§ **Work required**
Show every line of the data where the word "accepted" can be found.

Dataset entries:
■ ■ ■ ■ ■
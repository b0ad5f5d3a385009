//! Telegram adapter (teloxide).
//!
//! This crate implements the `osb-core` Notifier port over the Telegram Bot
//! API and hosts the update router / command handlers.

use async_trait::async_trait;

use teloxide::prelude::*;

use tokio::time::sleep;

pub mod handlers;
pub mod router;

use osb_core::{dispatch::Notifier, domain::UserId, errors::Error, Result};

#[derive(Clone)]
pub struct TelegramNotifier {
    bot: Bot,
}

impl TelegramNotifier {
    pub fn new(bot: Bot) -> Self {
        Self { bot }
    }

    pub fn bot(&self) -> Bot {
        self.bot.clone()
    }

    fn tg_chat(recipient: UserId) -> teloxide::types::ChatId {
        teloxide::types::ChatId(recipient.0)
    }

    fn map_err(e: teloxide::RequestError) -> Error {
        Error::Delivery(format!("telegram error: {e}"))
    }

    async fn with_retry<T, Fut>(&self, mut op: impl FnMut() -> Fut) -> Result<T>
    where
        Fut: std::future::IntoFuture<Output = std::result::Result<T, teloxide::RequestError>>,
        Fut::IntoFuture: Send,
    {
        const MAX_RETRIES: usize = 1;
        let mut attempts = 0usize;
        loop {
            match op().await {
                Ok(v) => return Ok(v),
                Err(e) => match e {
                    teloxide::RequestError::RetryAfter(d) if attempts < MAX_RETRIES => {
                        attempts += 1;
                        sleep(d).await;
                        continue;
                    }
                    other => return Err(Self::map_err(other)),
                },
            }
        }
    }
}

#[async_trait]
impl Notifier for TelegramNotifier {
    async fn send_text(&self, recipient: UserId, text: &str) -> Result<()> {
        self.with_retry(|| self.bot.send_message(Self::tg_chat(recipient), text.to_string()))
            .await?;
        Ok(())
    }
}
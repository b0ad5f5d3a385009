use std::sync::Arc;

use teloxide::prelude::*;

use crate::router::AppState;

/// Welcome-menu buttons. Placeholder panels for now; the menu exists so
/// first-contact users get an interactive surface.
pub async fn handle_callback(
    bot: Bot,
    q: CallbackQuery,
    _state: Arc<AppState>,
) -> ResponseResult<()> {
    let cb_id = q.id.clone();
    let data = q.data.clone().unwrap_or_default();

    // Always answer the callback query so the client stops its spinner.
    let _ = bot.answer_callback_query(cb_id).await;

    let Some(msg) = q.message else {
        return Ok(());
    };

    let panel = match data.as_str() {
        "dashboard" => "📊 Your Dashboard (coming soon...)",
        "purchases" => "🛒 Your Purchases (coming soon...)",
        _ => return Ok(()),
    };

    let _ = bot.edit_message_text(msg.chat.id, msg.id, panel).await;

    Ok(())
}
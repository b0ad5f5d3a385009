use std::sync::Arc;

use osb_core::config::Config;
use osb_store::SqliteStore;

#[tokio::main]
async fn main() -> Result<(), osb_core::Error> {
    osb_core::logging::init("osb")?;

    let cfg = Arc::new(Config::load()?);

    let store = Arc::new(SqliteStore::open(&cfg.database_path)?);

    osb_telegram::router::run_polling(cfg, store.clone(), store)
        .await
        .map_err(|e| osb_core::Error::Delivery(format!("telegram bot failed: {e}")))?;

    Ok(())
}
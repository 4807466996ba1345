//! APRS Telemetry Constants
//!
//! Field counts and length limits used by the telemetry decoders, following
//! the APRS 1.01 telemetry chapter and the relaxed limits accepted in the wild.

/// First symbol of the base-91 alphabet (`!`, value 0)
pub const BASE91_FIRST: char = '!';

/// Last symbol of the base-91 alphabet (`{`, value 90)
pub const BASE91_LAST: char = '{';

/// Number of symbols in the base-91 alphabet
pub const BASE91_RADIX: u32 = 91;

/// Delimiter around base-91 telemetry embedded in a comment
pub const COMMENT_DELIMITER: char = '|';

/// Shortest embedded telemetry payload (sequence + one channel)
pub const MIN_COMMENT_PAYLOAD: usize = 4;

/// Longest embedded telemetry payload (sequence + five analog + digital)
pub const MAX_COMMENT_PAYLOAD: usize = 14;

/// Width of one base-91 group in comment telemetry
pub const COMMENT_GROUP_WIDTH: usize = 2;

/// Number of groups in a full comment telemetry payload
pub const COMMENT_GROUPS: usize = 7;

/// Number of analog channels in a telemetry record
pub const ANALOG_CHANNELS: usize = 5;

/// Number of digital channels (bits) in a telemetry record
pub const BITS_LEN: usize = 8;

/// Highest number of digits in a plain-text report sequence number
pub const MAX_REPORT_SEQ_DIGITS: usize = 3;

/// Number of PARM/UNIT fields (5 analog + 8 digital)
pub const MAX_PARM_FIELDS: usize = 13;

/// Longest PARM/UNIT name accepted; APRS 1.01 asks for less but clients send up to 30
pub const MAX_PARM_NAME_LEN: usize = 30;

/// Number of EQNS coefficients (3 per analog channel)
pub const MAX_EQNS_FIELDS: usize = 15;

/// Coefficients per EQNS equation
pub const EQNS_TERMS: usize = 3;

/// Longest BITS project title; APRS 1.01 recommends 23
pub const MAX_BITS_TITLE_LEN: usize = 183;
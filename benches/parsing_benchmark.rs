use aprs_telemetry::{parse_comment_telemetry, parse_telemetry_config, parse_telemetry_report};
use criterion::{black_box, criterion_group, criterion_main, Criterion};

fn benchmark_comment_telemetry(c: &mut Criterion) {
    let comment = "PHG7130 Mt Hood |!\"+z%P/*(Q!o!!|  Portland";

    c.bench_function("parse_comment_telemetry", |b| {
        b.iter(|| {
            let result = parse_comment_telemetry(black_box(comment));
            let _ = black_box(result);
        })
    });
}

fn benchmark_telemetry_config(c: &mut Criterion) {
    let bodies = [
        "PARM.Vbat,Vsolar,Temp,Pres,Alt,Cam,Chut,Sun,10m,ATV",
        "UNIT.Volts,Volts,deg.C,Mbar,Kft,Click,OPEN,on,on,hi",
        "EQNS.0,5.2,0,0,.53,-32,3,4.39,49,-32,3,18,1,2,3",
        "BITS.10110000,N6XQY Big Balloon Project",
    ];

    c.bench_function("parse_telemetry_config", |b| {
        b.iter(|| {
            for body in &bodies {
                let result = parse_telemetry_config(black_box(body));
                let _ = black_box(result);
            }
        })
    });
}

fn benchmark_telemetry_report(c: &mut Criterion) {
    let report = "#005,199,000,255,073,123,01101001";

    c.bench_function("parse_telemetry_report", |b| {
        b.iter(|| {
            let result = parse_telemetry_report(black_box(report));
            let _ = black_box(result);
        })
    });
}

criterion_group!(
    benches,
    benchmark_comment_telemetry,
    benchmark_telemetry_config,
    benchmark_telemetry_report
);
criterion_main!(benches);
//! The telemetry module contains the three decoders for the APRS telemetry
//! sub-language and the record types they produce.

pub mod comment;
pub(crate) mod grammar;
pub mod metadata;
pub mod record;
pub mod report;

pub use comment::parse_comment_telemetry;
pub use metadata::{parse_telemetry_config, Equation, MetadataKind, TelemetryMetadata};
pub use record::{Number, PacketFormat, TelemetryRecord};
pub use report::parse_telemetry_report;
#![no_main]

use aprs_telemetry::parse_telemetry_report;
use libfuzzer_sys::fuzz_target;

fuzz_target!(|text: &str| {
    let (rest, record) = parse_telemetry_report(text);
    match record {
        Some(_) => assert!(rest.is_empty()),
        None => assert_eq!(rest, text),
    }
});
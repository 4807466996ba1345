//! # Base-91 Codec
//!
//! APRS packs integers into printable text using a 91-symbol alphabet running
//! from `!` (value 0) to `{` (value 90). Digits are most-significant first, so
//! `"!!"` is 0 and `"{{"` is 91² − 1.
//!
//! ```rust
//! use aprs_telemetry::base91;
//!
//! assert_eq!(base91::decode("#$").unwrap(), 2 * 91 + 3);
//! assert_eq!(base91::encode(185, 2), "#$");
//! ```

use crate::constants::{BASE91_FIRST, BASE91_LAST, BASE91_RADIX};
use crate::error::FormatError;

/// Returns `true` when `c` belongs to the base-91 alphabet.
pub fn is_base91(c: char) -> bool {
    (BASE91_FIRST..=BASE91_LAST).contains(&c)
}

/// Decode a base-91 string into an integer.
///
/// The empty string decodes to 0.
pub fn decode(text: &str) -> Result<u32, FormatError> {
    text.chars().try_fold(0u32, |acc, c| {
        if !is_base91(c) {
            return Err(FormatError::InvalidBase91(c));
        }
        acc.checked_mul(BASE91_RADIX)
            .and_then(|acc| acc.checked_add(digit_value(c)))
            .ok_or(FormatError::Base91Overflow)
    })
}

/// Decode a group already known to be short and within the alphabet.
pub(crate) fn decode_group(group: &str) -> u32 {
    group
        .chars()
        .fold(0, |acc, c| acc * BASE91_RADIX + digit_value(c))
}

/// Encode `value` as base-91, left-padded with `!` to at least `width` symbols.
pub fn encode(mut value: u32, width: usize) -> String {
    let mut digits = Vec::new();
    while value > 0 {
        digits.push(symbol(value % BASE91_RADIX));
        value /= BASE91_RADIX;
    }
    while digits.len() < width {
        digits.push(BASE91_FIRST);
    }
    digits.iter().rev().collect()
}

fn digit_value(c: char) -> u32 {
    c as u32 - BASE91_FIRST as u32
}

fn symbol(digit: u32) -> char {
    // digit < 91 keeps the result inside the alphabet
    char::from_u32(BASE91_FIRST as u32 + digit).unwrap_or(BASE91_FIRST)
}
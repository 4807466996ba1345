use crate::constants::ANALOG_CHANNELS;
use serde::Serialize;
use std::fmt;

/// A numeric value that keeps track of whether it was decoded as an integer.
///
/// EQNS coefficients and base-91 channel values are integers on the wire and
/// stay that way; plain-text report channels are always floats.
#[derive(Debug, Clone, Copy, PartialEq, Serialize)]
#[serde(untagged)]
pub enum Number {
    Int(i64),
    Float(f64),
}

impl Number {
    /// The value as a float, regardless of how it was decoded.
    pub fn as_f64(self) -> f64 {
        match self {
            Number::Int(v) => v as f64,
            Number::Float(v) => v,
        }
    }
}

impl Default for Number {
    fn default() -> Self {
        Number::Int(0)
    }
}

impl From<i64> for Number {
    fn from(value: i64) -> Self {
        Number::Int(value)
    }
}

impl From<i32> for Number {
    fn from(value: i32) -> Self {
        Number::Int(i64::from(value))
    }
}

impl From<f64> for Number {
    fn from(value: f64) -> Self {
        Number::Float(value)
    }
}

impl fmt::Display for Number {
    fn fmt(&self, f: &mut fmt::Formatter<'_>) -> fmt::Result {
        match self {
            Number::Int(v) => write!(f, "{v}"),
            Number::Float(v) => write!(f, "{v}"),
        }
    }
}

/// One telemetry sample: a sequence number, five analog channels and
/// optionally eight digital channels.
#[derive(Debug, Clone, PartialEq, Serialize)]
pub struct TelemetryRecord {
    pub seq: u32,
    pub vals: [Number; ANALOG_CHANNELS],
    /// Eight `'0'`/`'1'` characters, present only when the packet carried a digital byte.
    #[serde(skip_serializing_if = "Option::is_none")]
    pub bits: Option<String>,
}

impl TelemetryRecord {
    /// Digital channel `index` (0..8) as a boolean, if the record carries bits.
    pub fn bit(&self, index: usize) -> Option<bool> {
        self.bits
            .as_deref()
            .and_then(|bits| bits.as_bytes().get(index))
            .map(|b| *b == b'1')
    }
}

/// The `format` label the enclosing packet parser attaches to telemetry packets.
#[derive(Debug, Clone, Copy, PartialEq, Eq, Serialize)]
#[serde(rename_all = "kebab-case")]
pub enum PacketFormat {
    /// A PARM/UNIT/EQNS/BITS definition message.
    TelemetryMessage,
    /// A `#seq,...` plain-text report.
    TelemetryReport,
}

impl PacketFormat {
    pub fn as_str(self) -> &'static str {
        match self {
            PacketFormat::TelemetryMessage => "telemetry-message",
            PacketFormat::TelemetryReport => "telemetry-report",
        }
    }
}

impl fmt::Display for PacketFormat {
    fn fmt(&self, f: &mut fmt::Formatter<'_>) -> fmt::Result {
        f.write_str(self.as_str())
    }
}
■ ■ ■ ■ ■
§ **Answer to the exercise**
//! the APRS 1.01 telemetry chapter and the relaxed limits accepted in the wild.
/// Longest PARM/UNIT name accepted; APRS 1.01 asks for less but clients send up to 30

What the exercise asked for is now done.